The focus of the second sustainable development goal (SDG2) is to “end hunger, achieve food security, improve nutrition and promote sustainable agriculture,” by 2030 (Barthel et al., 2019: UNICEF et al., 2019).  According to Hansen et al. (2022), despite significant progress in many countries, around two billion people, which is 25% of the world’s population, still experience moderate to severe food insecurity. Additionally, 47 million children under the age of five are classified as wasted, meaning they are acutely malnourished, and 144 million are classified as stunted, meaning they are chronically malnourished. An estimated two billion people also lack essential micronutrients. Chen et al. (2020) reported that globally, two billion people suffer from nutritional deficiencies, and approximately 800 million people still endure hunger due to poverty and poorly developed food systems. Barthel et al. (2019) emphasize that the loss of local production capability poses a threat to the resilience of nations that rely heavily on imported food, particularly due to the volatility of global food prices. This volatility can be influenced by various factors, including social instability in the region. In addition, reducing food waste can contribute positively to multiple sustainable development goals (SDG2) (Chen et al., 2020). Cassou et al. (2020) suggest that cold chain logistics operations can help reduce food loss and waste of perishable products, such as tomatoes, within the perishable food value chain and fast-moving consumer goods (FMCG) industry in Nigeria.
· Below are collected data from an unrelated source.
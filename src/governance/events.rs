//! Governance facts and the observer interface.
//!
//! Every committed mutation publishes exactly one fact; consumers subscribe
//! instead of re-fetching engine state after each call. Facts are never
//! published for failed operations.

use crate::governance::store::ProposalStatus;
use crate::identity::MemberId;
use serde::{Deserialize, Serialize};
use std::sync::{Arc, Mutex};

/// Observable fact emitted by the engine.
#[derive(Debug, Clone, PartialEq, Serialize, Deserialize)]
pub enum GovernanceEvent {
    /// A proposal was stored and its proposer enrolled.
    ProposalCreated {
        id: u64,
        proposer: MemberId,
        title: String,
        amount: u128,
    },

    /// A vote was recorded and the matching tally incremented.
    VoteCast {
        proposal_id: u64,
        voter: MemberId,
        support: bool,
    },

    /// A proposal resolved from Pending to its terminal status.
    ProposalStatusChanged {
        proposal_id: u64,
        new_status: ProposalStatus,
    },
}

impl GovernanceEvent {
    /// Id of the proposal this fact concerns.
    pub fn proposal_id(&self) -> u64 {
        match self {
            GovernanceEvent::ProposalCreated { id, .. } => *id,
            GovernanceEvent::VoteCast { proposal_id, .. } => *proposal_id,
            GovernanceEvent::ProposalStatusChanged { proposal_id, .. } => *proposal_id,
        }
    }
}

/// Subscriber to the engine's fact stream.
///
/// Sinks are invoked synchronously, in subscription order, after the
/// mutation they describe has committed.
pub trait EventSink {
    fn publish(&mut self, event: &GovernanceEvent);
}

/// Sink that logs each fact as a structured tracing event.
#[derive(Debug, Clone, Copy, Default)]
pub struct TracingSink;

impl EventSink for TracingSink {
    fn publish(&mut self, event: &GovernanceEvent) {
        match event {
            GovernanceEvent::ProposalCreated {
                id,
                proposer,
                title,
                amount,
            } => {
                tracing::info!(id, %proposer, %title, amount, "proposal created");
            }
            GovernanceEvent::VoteCast {
                proposal_id,
                voter,
                support,
            } => {
                tracing::info!(proposal_id, %voter, support, "vote cast");
            }
            GovernanceEvent::ProposalStatusChanged {
                proposal_id,
                new_status,
            } => {
                tracing::info!(proposal_id, %new_status, "proposal resolved");
            }
        }
    }
}

/// Sink that collects every published fact behind a shared handle.
///
/// Clones share the same buffer, so a test (or the console) can keep one
/// handle and hand another to the engine.
#[derive(Debug, Clone, Default)]
pub struct RecordingSink {
    events: Arc<Mutex<Vec<GovernanceEvent>>>,
}

impl RecordingSink {
    pub fn new() -> Self {
        Self::default()
    }

    /// Snapshot of all facts published so far, in order.
    pub fn events(&self) -> Vec<GovernanceEvent> {
        self.events.lock().unwrap().clone()
    }

    pub fn len(&self) -> usize {
        self.events.lock().unwrap().len()
    }

    pub fn is_empty(&self) -> bool {
        self.events.lock().unwrap().is_empty()
    }
}

impl EventSink for RecordingSink {
    fn publish(&mut self, event: &GovernanceEvent) {
        self.events.lock().unwrap().push(event.clone());
    }
}
//! Property-based tests for the governance engine.

use super::config::GovernanceConfig;
use super::engine::FundEngine;
use super::error::GovernanceError;
use super::store::ProposalStatus;
use crate::identity::MemberId;
use proptest::prelude::*;
use std::collections::HashSet;

fn voter(index: u8) -> MemberId {
    MemberId::new(format!("voter{}", index))
}

proptest! {
    // Successful creations get ids 0, 1, 2, ... in call order; failed
    // creations consume no id and enroll no member.
    #[test]
    fn prop_ids_are_dense_in_creation_order(
        titles in proptest::collection::vec("[ a-z]{0,12}", 1..24),
        amounts in proptest::collection::vec(0u128..1000, 1..24),
    ) {
        let mut engine = FundEngine::default();
        let mut expected_id = 0u64;
        let mut expected_members = HashSet::new();

        for (i, title) in titles.iter().enumerate() {
            let amount = amounts[i % amounts.len()];
            let proposer = voter((i % 4) as u8);
            let result = engine.create_proposal(proposer.clone(), title, "desc", amount);

            if title.trim().is_empty() || amount == 0 {
                prop_assert!(matches!(result, Err(GovernanceError::InvalidInput(_))));
            } else {
                prop_assert_eq!(result.unwrap(), expected_id);
                expected_id += 1;
                expected_members.insert(proposer);
            }
        }

        prop_assert_eq!(engine.proposal_count(), expected_id);
        let ids = engine.all_proposal_ids();
        prop_assert_eq!(ids.len() as u64, expected_id);
        prop_assert!(ids.windows(2).all(|w| w[1] == w[0] + 1));
        prop_assert_eq!(engine.member_count(), expected_members.len() as u64);
    }

    // Any vote script preserves the ledger invariants: duplicates and
    // post-resolution votes are rejected without mutation, tallies count
    // exactly the accepted votes, and the status matches the strict-majority
    // rule at the quorum.
    #[test]
    fn prop_vote_script_preserves_invariants(
        script in proptest::collection::vec((0u8..8, any::<bool>()), 0..32),
    ) {
        let mut engine = FundEngine::default();
        let id = engine
            .create_proposal(MemberId::new("proposer"), "Title", "", 1)
            .unwrap();

        let mut yes = 0u32;
        let mut no = 0u32;
        let mut seen = HashSet::new();

        for (index, support) in script {
            let result = engine.vote(id, voter(index), support);

            if yes + no >= 3 {
                prop_assert!(matches!(result, Err(GovernanceError::AlreadyFinalized(_))));
            } else if seen.contains(&index) {
                prop_assert!(matches!(result, Err(GovernanceError::DuplicateVote(_))));
            } else {
                prop_assert!(result.is_ok());
                seen.insert(index);
                if support {
                    yes += 1;
                } else {
                    no += 1;
                }
            }

            // Accepted voters are exactly those with a ledger record.
            prop_assert_eq!(engine.has_voted(id, &voter(index)).unwrap(), seen.contains(&index));
        }

        let proposal = engine.get_proposal(id).unwrap();
        prop_assert_eq!(proposal.yes_votes, yes);
        prop_assert_eq!(proposal.no_votes, no);

        let total = yes + no;
        if total >= 3 {
            prop_assert_eq!(total, 3);
            let expected = if yes * 2 > total {
                ProposalStatus::Approved
            } else {
                ProposalStatus::Rejected
            };
            prop_assert_eq!(proposal.status, expected);
        } else {
            prop_assert_eq!(proposal.status, ProposalStatus::Pending);
        }
    }

    // The resolution rule agrees with the final tallies for any quorum.
    #[test]
    fn prop_resolution_matches_strict_majority(
        quorum in 1u32..7,
        supports in proptest::collection::vec(any::<bool>(), 7),
    ) {
        let mut engine = FundEngine::new(GovernanceConfig { quorum });
        let id = engine
            .create_proposal(MemberId::new("proposer"), "Title", "", 1)
            .unwrap();

        let mut yes = 0u32;
        for (index, support) in supports.iter().take(quorum as usize).enumerate() {
            engine.vote(id, voter(index as u8), *support).unwrap();
            if *support {
                yes += 1;
            }
        }

        let proposal = engine.get_proposal(id).unwrap();
        prop_assert_eq!(proposal.total_votes(), quorum);
        let expected = if yes * 2 > quorum {
            ProposalStatus::Approved
        } else {
            ProposalStatus::Rejected
        };
        prop_assert_eq!(proposal.status, expected);
    }
}
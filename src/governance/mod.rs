//! Community Fund Governance Module
//!
//! Implements the on-ledger decision engine for community spending:
//! - Membership registry (lazy enrollment, never revoked)
//! - Proposal store (dense ids, immutable fields, mutable tallies/status)
//! - Resolution engine (write-once vote ledger, fixed-quorum strict-majority
//!   resolution)
//! - Fact stream with observer subscriptions and an append-only audit trail

pub mod audit;
pub mod config;
pub mod engine;
pub mod error;
pub mod events;
pub mod registry;
pub mod store;

#[cfg(test)]
mod proptests;

pub use audit::{format_audit_log, AuditEntry, AuditKind, AuditQuery, AuditTrail};
pub use config::GovernanceConfig;
pub use engine::{FundEngine, VoteLedger};
pub use error::{GovernanceError, GovernanceResult};
pub use events::{EventSink, GovernanceEvent, RecordingSink, TracingSink};
pub use registry::MemberRegistry;
pub use store::{Proposal, ProposalStatus, ProposalStore};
Integrating SDG2, 12 and 13

The Sustainable Development Goal (SDG) 2 aims to eliminate hunger, while SDG 12 focuses on promoting responsible consumption and production, and SDG 13 addresses climate action. The COVID-19 pandemic has significantly impacted these goals, especially SDG 12. The increased use of disposable materials to prevent the spread of the virus has led to a rise in waste generation (Bianchet et al., 2021). Sylvester (2024) argued that food loss and waste contribute to environmental degradation, affecting SDG 12’s objective of responsible production and consumption. Furthermore, climate change poses a threat to achieving the SDGs, and challenges in implementing climate actions hinder progress towards SDG 13 (Owusu-Sekyere et al., 2024). Despite these challenges, experts unanimously agree that artificial intelligence has the potential to significantly impact various Sustainable Development Goals (SDGs), especially those related to hunger, consumption, and climate action. Consequently, addressing these issues requires a comprehensive approach that integrates technological advancements, sustainable practices, and global cooperation.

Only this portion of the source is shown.